(Collected data)

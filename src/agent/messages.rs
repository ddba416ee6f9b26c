//! Messages emitted by the agent runtime.
//!
//! The runtime prints one JSON object per line. Only the fields the collector
//! acts on are modelled; anything else is accepted and ignored so that new
//! message or block types never break a run.
//!
//! ```json
//! {"type":"system","subtype":"init","session_id":"…","model":"…"}
//! {"type":"assistant","message":{"content":[{"type":"text","text":"…"},{"type":"tool_use","name":"WebFetch","input":{}}]}}
//! {"type":"result","subtype":"success","num_turns":12,"total_cost_usd":0.04}
//! ```

use serde::Deserialize;

/// One line of the runtime's stream.
#[derive(Debug, Clone, PartialEq, Deserialize)]
#[serde(tag = "type", rename_all = "snake_case")]
pub enum AgentMessage {
    System {
        #[serde(default)]
        subtype: String,
        #[serde(default)]
        session_id: Option<String>,
    },
    Assistant {
        message: AssistantBody,
    },
    Result {
        #[serde(default)]
        subtype: String,
        #[serde(default)]
        is_error: bool,
        #[serde(default)]
        num_turns: Option<u64>,
        #[serde(default)]
        duration_ms: Option<u64>,
        #[serde(default)]
        total_cost_usd: Option<f64>,
    },
    /// Tool results echoed back as user turns, stream events, and anything newer.
    #[serde(other)]
    Other,
}

impl AgentMessage {
    /// Parse a single stream line.
    pub fn from_line(line: &str) -> Result<Self, serde_json::Error> {
        serde_json::from_str(line)
    }

    /// The session identifier if this is the runtime's `init` message.
    pub fn init_session_id(&self) -> Option<&str> {
        match self {
            AgentMessage::System {
                subtype,
                session_id: Some(id),
            } if subtype == "init" => Some(id.as_str()),
            _ => None,
        }
    }
}

#[derive(Debug, Clone, PartialEq, Default, Deserialize)]
pub struct AssistantBody {
    #[serde(default)]
    pub content: Vec<ContentBlock>,
}

#[derive(Debug, Clone, PartialEq, Deserialize)]
#[serde(tag = "type", rename_all = "snake_case")]
pub enum ContentBlock {
    Text {
        text: String,
    },
    ToolUse {
        name: String,
    },
    #[serde(other)]
    Other,
}
//! Agent runtime backed by the `claude` command-line agent.
//!
//! The CLI runs one non-interactive task per process:
//!
//! ```sh
//! claude -p "<prompt>" --output-format stream-json --verbose \
//!     --model <model> --allowedTools WebFetch,Read,Write \
//!     --permission-mode acceptEdits --setting-sources project [--resume <id>]
//! ```
//!
//! Stdout carries one JSON message per line and is turned into a
//! [`MessageStream`]. Stderr is diagnostic only and goes to `debug!`.
//! When stdout closes the child is reaped; a non-zero exit status becomes the
//! stream's final [`AgentError::Exit`] item.

use super::{AgentError, AgentMessage, AgentRuntime, AgentTask, MessageStream};
use crate::utils::truncate_for_log;
use futures::StreamExt;
use futures::stream;
use std::path::PathBuf;
use std::process::Stdio;
use tokio::io::{AsyncBufReadExt, BufReader, Lines};
use tokio::process::{Child, ChildStdout, Command};
use tracing::{debug, info, instrument, warn};

/// Spawns the agent CLI for each task.
#[derive(Debug, Clone)]
pub struct ClaudeCli {
    program: PathBuf,
}

impl ClaudeCli {
    pub fn new(program: impl Into<PathBuf>) -> Self {
        Self {
            program: program.into(),
        }
    }

    /// Command-line arguments for `task`.
    pub fn args(task: &AgentTask) -> Vec<String> {
        let mut args = vec![
            "-p".to_string(),
            task.prompt.clone(),
            "--output-format".to_string(),
            "stream-json".to_string(),
            "--verbose".to_string(),
            "--model".to_string(),
            task.model.clone(),
            "--allowedTools".to_string(),
            task.allowed_tools.join(","),
            "--permission-mode".to_string(),
            task.permission_mode.clone(),
            "--setting-sources".to_string(),
            task.setting_sources.clone(),
        ];
        if let Some(session_id) = &task.resume {
            args.push("--resume".to_string());
            args.push(session_id.clone());
        }
        args
    }
}

struct StreamState {
    lines: Lines<BufReader<ChildStdout>>,
    /// `None` once the child has been reaped and the stream is finished.
    child: Option<Child>,
}

impl AgentRuntime for ClaudeCli {
    #[instrument(level = "info", skip_all, fields(program = %self.program.display(), model = %task.model))]
    async fn query(&self, task: &AgentTask) -> Result<MessageStream, AgentError> {
        let mut child = Command::new(&self.program)
            .args(Self::args(task))
            .current_dir(&task.working_dir)
            .stdin(Stdio::null())
            .stdout(Stdio::piped())
            .stderr(Stdio::piped())
            .kill_on_drop(true)
            .spawn()
            .map_err(|source| AgentError::Spawn {
                program: self.program.display().to_string(),
                source,
            })?;
        info!(pid = ?child.id(), "Agent process started");

        let stdout = child.stdout.take().ok_or_else(|| {
            AgentError::Io(std::io::Error::other("agent stdout unavailable after spawn"))
        })?;

        if let Some(stderr) = child.stderr.take() {
            tokio::spawn(async move {
                let mut lines = BufReader::new(stderr).lines();
                while let Ok(Some(line)) = lines.next_line().await {
                    debug!(target: "ai_pulse::agent::stderr", "{}", line);
                }
            });
        }

        let state = StreamState {
            lines: BufReader::new(stdout).lines(),
            child: Some(child),
        };

        Ok(stream::unfold(state, next_message).boxed())
    }
}

async fn next_message(
    mut state: StreamState,
) -> Option<(Result<AgentMessage, AgentError>, StreamState)> {
    loop {
        let child = state.child.as_mut()?;
        match state.lines.next_line().await {
            Ok(Some(line)) => {
                if line.trim().is_empty() {
                    continue;
                }
                match AgentMessage::from_line(&line) {
                    Ok(message) => return Some((Ok(message), state)),
                    Err(e) => {
                        warn!(
                            error = %e,
                            line = %truncate_for_log(&line, 200),
                            "Skipping unparseable agent output"
                        );
                    }
                }
            }
            Ok(None) => {
                let status = child.wait().await;
                state.child = None;
                return match status {
                    Ok(status) if status.success() => {
                        debug!("Agent process exited cleanly");
                        None
                    }
                    Ok(status) => Some((Err(AgentError::Exit(status.code())), state)),
                    Err(e) => Some((Err(AgentError::Io(e)), state)),
                };
            }
            Err(e) => {
                let _ = child.start_kill();
                state.child = None;
                return Some((Err(AgentError::Io(e)), state));
            }
        }
    }
}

What you need to do:
Produce a word-for-word copy of all the entries above.

Written answer:
filename src/agent/messages.rs
repository ddba416ee6f9b26c
//! Messages emitted by the agent runtime.
//!
//! The runtime prints one JSON object per line. Only the fields the collector
//! acts on are modelled; anything else is accepted and ignored so that new
//! message or block types never break a run.
//!
//! ```json
//! {"type":"system","subtype":"init","session_id":"…","model":"…"}
//! {"type":"assistant","message":{"content":[{"type":"text","text":"…"},{"type":"tool_use","name":"WebFetch","input":{}}]}}
//! {"type":"result","subtype":"success","num_turns":12,"total_cost_usd":0.04}
//! ```

use serde::Deserialize;

/// One line of the runtime's stream.
#[derive(Debug, Clone, PartialEq, Deserialize)]
#[serde(tag = "type", rename_all = "snake_case")]
pub enum AgentMessage {
    System {
        #[serde(default)]
        subtype: String,
        #[serde(default)]
        session_id: Option<String>,
    },
    Assistant {
        message: AssistantBody,
    },
    Result {
        #[serde(default)]
        subtype: String,
        #[serde(default)]
        is_error: bool,
        #[serde(default)]
        num_turns: Option<u64>,
        #[serde(default)]
        duration_ms: Option<u64>,
        #[serde(default)]
        total_cost_usd: Option<f64>,
    },
    /// Tool results echoed back as user turns, stream events, and anything newer.
    #[serde(other)]
    Other,
}

impl AgentMessage {
    /// Parse a single stream line.
    pub fn from_line(line: &str) -> Result<Self, serde_json::Error> {
        serde_json::from_str(line)
    }

    /// The session identifier if this is the runtime's `init` message.
    pub fn init_session_id(&self) -> Option<&str> {
        match self {
            AgentMessage::System {
                subtype,
                session_id: Some(id),
            } if subtype == "init" => Some(id.as_str()),
            _ => None,
        }
    }
}

#[derive(Debug, Clone, PartialEq, Default, Deserialize)]
pub struct AssistantBody {
    #[serde(default)]
    pub content: Vec<ContentBlock>,
}

#[derive(Debug, Clone, PartialEq, Deserialize)]
#[serde(tag = "type", rename_all = "snake_case")]
pub enum ContentBlock {
    Text {
        text: String,
    },
    ToolUse {
        name: String,
    },
    #[serde(other)]
    Other,
}
//! Agent runtime backed by the `claude` command-line agent.
//!
//! The CLI runs one non-interactive task per process:
//!
//! ```sh
//! claude -p "<prompt>" --output-format stream-json --verbose \
//!     --model <model> --allowedTools WebFetch,Read,Write \
//!     --permission-mode acceptEdits --setting-sources project [--resume <id>]
//! ```
//!
//! Stdout carries one JSON message per line and is turned into a
//! [`MessageStream`]. Stderr is diagnostic only and goes to `debug!`.
//! When stdout closes the child is reaped; a non-zero exit status becomes the
//! stream's final [`AgentError::Exit`] item.

use super::{AgentError, AgentMessage, AgentRuntime, AgentTask, MessageStream};
use crate::utils::truncate_for_log;
use futures::StreamExt;
use futures::stream;
use std::path::PathBuf;
use std::process::Stdio;
use tokio::io::{AsyncBufReadExt, BufReader, Lines};
use tokio::process::{Child, ChildStdout, Command};
use tracing::{debug, info, instrument, warn};

/// Spawns the agent CLI for each task.
#[derive(Debug, Clone)]
pub struct ClaudeCli {
    program: PathBuf,
}

impl ClaudeCli {
    pub fn new(program: impl Into<PathBuf>) -> Self {
        Self {
            program: program.into(),
        }
    }

    /// Command-line arguments for `task`.
    pub fn args(task: &AgentTask) -> Vec<String> {
        let mut args = vec![
            "-p".to_string(),
            task.prompt.clone(),
            "--output-format".to_string(),
            "stream-json".to_string(),
            "--verbose".to_string(),
            "--model".to_string(),
            task.model.clone(),
            "--allowedTools".to_string(),
            task.allowed_tools.join(","),
            "--permission-mode".to_string(),
            task.permission_mode.clone(),
            "--setting-sources".to_string(),
            task.setting_sources.clone(),
        ];
        if let Some(session_id) = &task.resume {
            args.push("--resume".to_string());
            args.push(session_id.clone());
        }
        args
    }
}

struct StreamState {
    lines: Lines<BufReader<ChildStdout>>,
    /// `None` once the child has been reaped and the stream is finished.
    child: Option<Child>,
}

impl AgentRuntime for ClaudeCli {
    #[instrument(level = "info", skip_all, fields(program = %self.program.display(), model = %task.model))]
    async fn query(&self, task: &AgentTask) -> Result<MessageStream, AgentError> {
        let mut child = Command::new(&self.program)
            .args(Self::args(task))
            .current_dir(&task.working_dir)
            .stdin(Stdio::null())
            .stdout(Stdio::piped())
            .stderr(Stdio::piped())
            .kill_on_drop(true)
            .spawn()
            .map_err(|source| AgentError::Spawn {
                program: self.program.display().to_string(),
                source,
            })?;
        info!(pid = ?child.id(), "Agent process started");

        let stdout = child.stdout.take().ok_or_else(|| {
            AgentError::Io(std::io::Error::other("agent stdout unavailable after spawn"))
        })?;

        if let Some(stderr) = child.stderr.take() {
            tokio::spawn(async move {
                let mut lines = BufReader::new(stderr).lines();
                while let Ok(Some(line)) = lines.next_line().await {
                    debug!(target: "ai_pulse::agent::stderr", "{}", line);
                }
            });
        }

        let state = StreamState {
            lines: BufReader::new(stdout).lines(),
            child: Some(child),
        };

        Ok(stream::unfold(state, next_message).boxed())
    }
}

async fn next_message(
    mut state: StreamState,
) -> Option<(Result<AgentMessage, AgentError>, StreamState)> {
    loop {
        let child = state.child.as_mut()?;
        match state.lines.next_line().await {
            Ok(Some(line)) => {
                if line.trim().is_empty() {
                    continue;
                }
                match AgentMessage::from_line(&line) {
                    Ok(message) => return Some((Ok(message), state)),
                    Err(e) => {
                        warn!(
                            error = %e,
                            line = %truncate_for_log(&line, 200),
                            "Skipping unparseable agent output"
                        );
                    }
                }
            }
            Ok(None) => {
                let status = child.wait().await;
                state.child = None;
                return match status {
                    Ok(status) if status.success() => {
                        debug!("Agent process exited cleanly");
                        None
                    }
                    Ok(status) => Some((Err(AgentError::Exit(status.code())), state)),
                    Err(e) => Some((Err(AgentError::Io(e)), state)),
                };
            }
            Err(e) => {
                let _ = child.start_kill();
                state.child = None;
                return Some((Err(AgentError::Io(e)), state));
            }
        }
    }
}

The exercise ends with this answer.